The EA has also confirmed that while it will not be introducing permanent flood barriers for Ironbridge's Wharfage, it is working on options for other areas of the town.
Last month saw the county suffer more severe flooding, hitting properties in Melverley, Shrewsbury, Ironbridge, and Bridgnorth.
Amid concern about the increasing frequency of severe flooding, the EA has been challenged by the leaders of both Telford & Wrekin and Shropshire Council to review the county's flood defences – and those along the River Severn.
Asked if it would be reviewing whether communities require fresh defences the EA said it was working with Shropshire Council, the region's lead flood authority, to "identify any potential flood schemes and identify funding to match any government grants".
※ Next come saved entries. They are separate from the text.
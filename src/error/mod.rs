//! The unified error handling system for provider connectors.

// 1. Core Types
pub use config::ConfigError;
pub use types::{InvalidField, ProviderError};

/// A unified `Result` type for provider operations.
///
/// Every construction and domain operation returns this type.
pub type Result<T> = std::result::Result<T, ProviderError>;

/// Result of loading application configuration.
pub type ConfigResult<T> = std::result::Result<T, ConfigError>;

// 2. Module declarations
pub mod config;
pub mod macros;
pub mod types;

// 3. Error Category for logging and caller retry policy.
#[derive(Debug, Clone, Copy, PartialEq, Eq, Hash)]
pub enum ErrorCategory {
    /// Errors the caller must fix (bad configuration, use after dispose).
    /// Never worth retrying.
    Client,
    /// Errors raised by or on the way to the upstream system.
    /// The caller decides whether the operation is safe to retry.
    Upstream,
}
pub mod attribute;
pub mod buffer;
pub mod byte_coder;
pub mod format;
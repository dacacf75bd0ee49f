//! Little-endian byte writing and reading. Both sides of the codec go
//! through these traits so the byte order is fixed in exactly one place.

pub trait ByteWriter {
    fn write_u8(&mut self, value: u8);
    fn write_u16(&mut self, value: u16) {
        self.write_u8(value as u8);
        self.write_u8((value >> 8) as u8);
    }
    fn write_u32(&mut self, value: u32) {
        self.write_u16(value as u16);
        self.write_u16((value >> 16) as u16);
    }
    fn write_f32(&mut self, value: f32) {
        self.write_u32(value.to_bits());
    }
}

impl ByteWriter for Vec<u8> {
    fn write_u8(&mut self, value: u8) {
        self.push(value);
    }

    fn write_u16(&mut self, value: u16) {
        self.extend_from_slice(&value.to_le_bytes());
    }

    fn write_u32(&mut self, value: u32) {
        self.extend_from_slice(&value.to_le_bytes());
    }

    fn write_f32(&mut self, value: f32) {
        self.extend_from_slice(&value.to_le_bytes());
    }
}

pub trait ByteReader {
    fn read_u8(&mut self) -> Result<u8, ReaderErr>;
    fn read_u16(&mut self) -> Result<u16, ReaderErr> {
        let out = [self.read_u8()?, self.read_u8()?];
        Ok(u16::from_le_bytes(out))
    }
    fn read_u32(&mut self) -> Result<u32, ReaderErr> {
        let out = [
            self.read_u8()?,
            self.read_u8()?,
            self.read_u8()?,
            self.read_u8()?,
        ];
        Ok(u32::from_le_bytes(out))
    }
    fn read_f32(&mut self) -> Result<f32, ReaderErr> {
        Ok(f32::from_bits(self.read_u32()?))
    }
}

impl<I: Iterator<Item = u8>> ByteReader for I {
    fn read_u8(&mut self) -> Result<u8, ReaderErr> {
        self.next().ok_or(ReaderErr::NotEnoughData)
    }
}

#[derive(thiserror::Error, Debug, Clone, Copy, PartialEq, Eq)]
pub enum ReaderErr {
    #[error("Not enough data to read")]
    NotEnoughData,
}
Although details of the SVWMS have not yet been revealed the EA says they would have "managed" or resulted in the flooding of 2007, 2020, and 2021, having "had much less impact".
It said that a business case for the study would be ready for the summer, and a "landscape visioning document" showing what could be planned will also be published.
An update on the progress of the project said: "This will illustrate the extent and type of work proposed across the catchment.
"When published, this document will be aspirational providing an overview of potential interventions, which will then evolve as the project develops."
A spokesman for the EA said: "While Shrewsbury and surrounding areas would immediately benefit from the proposed scheme, we expect there be flood risk benefits all the way down to Worcester."
The EA said it expected the work on the plans to take place starting next year – and up to 2027.
Regarding Ironbridge the EA confirmed a number of constraints prevent the introduction of permanent or de-mountable barriers, as seen at Frankwell in Shrewsbury, on the Wharfage.
It did though say that some options for the town are being looked at.
The spokesman said: "The temporary barriers at Ironbridge successfully reduce flood risk to properties along Wharfage.
"Due to the historic setting and environment of Ironbridge, and the way the properties are spread out, it is very challenging to offer a scheme for all properties.
"For this reason the Environment Agency have worked with Telford & Wrekin Council to trial the use of temporary barriers, with this being one of the first sites across the country to use temporary barriers.
"Following the 2020 floods the EA undertook a review of possible options to reduce flood risk for the community.
"Unfortunately, it was not possible to find an economically, technically or environmentally viable permanent solution for the Wharfage or some of the other areas of the community.
"However, some options were identified for areas of Ironbridge which we are working to progress."